Segment Open

//! The serialized collection run.

use std::time::Duration;

use chrono::Utc;
use uuid::Uuid;

use redpulse_core::{CollectionProgress, Post, PROGRESS_STATUS_COLLECTING};
use redpulse_scraper::client::MAX_POSTS_CAP;
use redpulse_scraper::{fallback, RawPost};
use redpulse_sentiment::Scorer;

use crate::config::{DelayRange, PipelineConfig};
use crate::error::PipelineError;
use crate::progress::plan_session;
use crate::store::persist_posts;
use crate::traits::{CheckpointStore, PostFetcher, PostStore};

/// Accounting for one completed collection run.
#[derive(Debug, Clone, PartialEq, Eq)]
pub struct CollectionSummary {
    pub session_id: Uuid,
    pub resumed: bool,
    pub keywords_total: usize,
    pub keywords_succeeded: usize,
    pub keywords_fallback: usize,
    pub keywords_failed: usize,
    pub collected: usize,
    pub saved: usize,
    pub duplicates: usize,
    pub errors: usize,
}

/// Runs one collection pass over `keywords`, strictly in order.
///
/// The checkpoint is written before each keyword's fetch, so a crash
/// mid-fetch resumes the same keyword; the dedup store makes the resulting
/// at-least-once fetch at-most-once in storage. A keyword whose fetch fails
/// is substituted with fallback posts (when enabled) or skipped; it never
/// aborts the run. The checkpoint is cleared only after the aggregate is
/// persisted.
///
/// # Errors
///
/// - [`PipelineError::Validation`] for an empty keyword list or
///   `max_posts_per_keyword` outside 1..=50.
/// - [`PipelineError::Storage`] if a checkpoint operation or the dedup
///   query fails.
/// - [`PipelineError::NoData`] if every keyword yielded zero posts.
pub async fn run_collection(
    fetcher: &dyn PostFetcher,
    store: &dyn PostStore,
    checkpoints: &dyn CheckpointStore,
    scorer: &Scorer,
    cfg: &PipelineConfig,
    keywords: &[String],
) -> Result<CollectionSummary, PipelineError> {
    if keywords.is_empty() {
        return Err(PipelineError::Validation("keyword list is empty".to_owned()));
    }
    if cfg.max_posts_per_keyword == 0 || cfg.max_posts_per_keyword > MAX_POSTS_CAP {
        return Err(PipelineError::Validation(format!(
            "max_posts_per_keyword must be 1..={MAX_POSTS_CAP}, got {}",
            cfg.max_posts_per_keyword
        )));
    }

    let checkpoint = checkpoints.load().await.map_err(PipelineError::Storage)?;
    let plan = plan_session(
        checkpoint.as_ref(),
        keywords.len(),
        cfg.session_window_secs,
        Utc::now(),
    );
    if plan.resumed {
        tracing::info!(
            session_id = %plan.session_id,
            start_index = plan.start_index,
            "resuming interrupted collection session"
        );
    } else {
        tracing::info!(
            session_id = %plan.session_id,
            keywords = keywords.len(),
            "starting collection session"
        );
    }

    let mut all_posts: Vec<Post> = Vec::new();
    let mut succeeded = 0usize;
    let mut fallback_used = 0usize;
    let mut failed = 0usize;

    for (index, keyword) in keywords.iter().enumerate().skip(plan.start_index) {
        if index > plan.start_index {
            pace(cfg.keyword_delay).await;
        }

        let progress = CollectionProgress {
            session_id: plan.session_id,
            current_index: index,
            total_keywords: keywords.len(),
            current_keyword: keyword.clone(),
            started_at: plan.started_at,
            updated_at: Utc::now(),
            status: PROGRESS_STATUS_COLLECTING.to_owned(),
        };
        checkpoints
            .save(&progress)
            .await
            .map_err(PipelineError::Storage)?;

        let posts: Vec<Post> = match fetcher
            .fetch_posts(keyword, cfg.max_posts_per_keyword, cfg.time_window)
            .await
        {
            Ok(raw) => {
                succeeded += 1;
                raw.into_iter()
                    .map(|r| score_raw_post(scorer, keyword, r))
                    .collect()
            }
            Err(err) => {
                tracing::warn!(keyword, error = %err, "keyword fetch failed");
                if cfg.fallback_enabled {
                    fallback_used += 1;
                    tracing::info!(
                        keyword,
                        count = cfg.max_posts_per_keyword,
                        "substituting fallback posts"
                    );
                    fallback::generate_posts(
                        keyword,
                        cfg.max_posts_per_keyword,
                        cfg.fallback_mix,
                        &mut rand::rng(),
                    )
                } else {
                    failed += 1;
                    continue;
                }
            }
        };

        tracing::debug!(keyword, count = posts.len(), "keyword processed");
        if posts.len() > 1 {
            pace(cfg.post_delay).await;
        }
        all_posts.extend(posts);
    }

    if all_posts.is_empty() {
        tracing::warn!(session_id = %plan.session_id, "collection produced no posts");
        return Err(PipelineError::NoData);
    }

    let collected = all_posts.len();
    let outcome = persist_posts(store, &all_posts, cfg).await?;
    checkpoints.clear().await.map_err(PipelineError::Storage)?;

    let summary = CollectionSummary {
        session_id: plan.session_id,
        resumed: plan.resumed,
        keywords_total: keywords.len(),
        keywords_succeeded: succeeded,
        keywords_fallback: fallback_used,
        keywords_failed: failed,
        collected,
        saved: outcome.saved,
        duplicates: outcome.duplicates,
        errors: outcome.errors,
    };
    tracing::info!(
        session_id = %summary.session_id,
        collected = summary.collected,
        saved = summary.saved,
        duplicates = summary.duplicates,
        errors = summary.errors,
        "collection run complete"
    );
    Ok(summary)
}

fn score_raw_post(scorer: &Scorer, search_keyword: &str, raw: RawPost) -> Post {
    let RawPost {
        post_id,
        title,
        content,
        author,
        url,
        keyword,
        likes,
        created_at,
    } = raw;
    let score = scorer.score(&format!("{title} {content}"));
    Post {
        id: post_id,
        title,
        body: content,
        author,
        source_url: url,
        keyword: keyword.unwrap_or_else(|| search_keyword.to_owned()),
        sentiment_score: score.value,
        sentiment_label: score.label,
        like_count: likes,
        published_at: created_at.unwrap_or_else(Utc::now),
    }
}

async fn pace(range: DelayRange) {
    let delay_ms = range.sample(&mut rand::rng());
    if delay_ms > 0 {
        tokio::time::sleep(Duration::from_millis(delay_ms)).await;
    }
}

Segment Closed

In the data above, find each line that has the word "Duration" and copy it out.

use std::time::Duration;
        tokio::time::sleep(Duration::from_millis(delay_ms)).await;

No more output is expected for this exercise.